* _Work task_
Search the data below for the word "installed" and report how many lines contain it. Nothing but the number is needed.

* _Listed entries_
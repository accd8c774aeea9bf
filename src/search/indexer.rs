//! Lifecycle coordination: routes domain events into index writes.
//!
//! Every event is independent and idempotent. Failures on the indexing path
//! are logged and swallowed so the host workflow that emitted the event never
//! breaks; while the schema is not installed every operation is a no-op.

use std::sync::Arc;

use tracing::{debug, error, info};

use crate::search::dao::{Dao, RecordFields};
use crate::search::error::SearchError;
use crate::search::extractor::{extract_text, FileParserFactory};
use crate::search::normalizer::normalize;
use crate::{HostRepository, Submission};

/// Domain events the index reacts to.
#[derive(Debug, Clone)]
pub enum IndexingEvent {
    /// A submission's current publication metadata changed.
    MetadataChanged { submission: Submission },
    /// A submission file was added or replaced.
    FileChanged { submission_id: i64, file_stage: i64, file_id: i64 },
    /// A submission file was removed.
    FileDeleted { submission_id: i64 },
    SubmissionDeleted { submission_id: i64 },
    PublicationUnpublished { submission_id: i64 },
}

/// Counters reported by a bulk rebuild.
#[derive(Debug, Clone, Copy, Default)]
pub struct RebuildStats {
    pub contexts: usize,
    pub submissions: usize,
    pub files: usize,
    pub pruned: u64,
}

/// Event router driving the normalizer, the extractor and the record store.
pub struct Indexer {
    dao: Dao,
    host: Arc<dyn HostRepository>,
    parsers: Arc<dyn FileParserFactory>,
    installed: bool,
}

impl Indexer {
    pub fn new(
        dao: Dao,
        host: Arc<dyn HostRepository>,
        parsers: Arc<dyn FileParserFactory>,
        installed: bool,
    ) -> Self {
        Self { dao, host, parsers, installed }
    }

    pub fn dao(&self) -> &Dao {
        &self.dao
    }

    pub fn installed(&self) -> bool {
        self.installed
    }

    /// Route one domain event, logging and swallowing any failure.
    pub async fn handle(&self, event: IndexingEvent) {
        if !self.installed {
            debug!("search index not installed; ignoring {event:?}");
            return;
        }
        let outcome = match event {
            IndexingEvent::MetadataChanged { submission } => {
                self.index_submission(&submission).await
            }
            IndexingEvent::FileChanged { submission_id, file_id, .. } => {
                self.index_submission_file(submission_id, file_id).await
            }
            IndexingEvent::FileDeleted { submission_id } => {
                self.dao.clear_galley_text(submission_id).await
            }
            IndexingEvent::SubmissionDeleted { submission_id }
            | IndexingEvent::PublicationUnpublished { submission_id } => {
                self.dao.delete_by_submission(submission_id).await
            }
        };
        if let Err(err) = outcome {
            error!("indexing event failed: {err}");
        }
    }

    /// Reindex a submission's metadata; the galley text snapshot is left
    /// untouched.
    pub async fn index_submission(&self, submission: &Submission) -> Result<(), SearchError> {
        let fields = normalize(&submission.current_publication);
        self.dao.upsert(submission.id, submission.context_id, &fields).await
    }

    /// Replace the submission's galley text snapshot with the extracted text
    /// of one file. The last indexed file wins.
    pub async fn index_submission_file(
        &self,
        submission_id: i64,
        file_id: i64,
    ) -> Result<(), SearchError> {
        let Some(file) = self.host.file(file_id).await? else {
            return Ok(());
        };
        let Some(submission) = self.host.submission(submission_id).await? else {
            return Ok(());
        };
        let galley_text = extract_text(self.parsers.as_ref(), &file);
        self.dao
            .upsert(submission_id, submission.context_id, &RecordFields::galley_only(galley_text))
            .await
    }

    /// Rebuild the index for the given contexts, then prune records whose
    /// submissions are no longer published.
    ///
    /// Each submission is an independent unit of work with no surrounding
    /// transaction, so an interrupted rebuild can simply be re-run.
    pub async fn rebuild(&self, context_ids: &[i64]) -> Result<RebuildStats, SearchError> {
        let mut stats = RebuildStats::default();
        for &context_id in context_ids {
            let submissions = self.host.published_submissions(context_id).await?;
            info!(
                "rebuilding context {context_id} ({} published submissions)",
                submissions.len()
            );
            for submission in &submissions {
                self.index_submission(submission).await?;
                for file in self.host.proof_files(submission.id).await? {
                    self.index_submission_file(submission.id, file.id).await?;
                    stats.files += 1;
                }
                stats.submissions += 1;
            }
            stats.contexts += 1;
        }
        stats.pruned = self.dao.prune_unpublished(context_ids).await?;
        info!(
            "rebuild complete: {} submissions, {} files, {} stale rows pruned",
            stats.submissions, stats.files, stats.pruned
        );
        Ok(stats)
    }
}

* _Response to this exercise_
8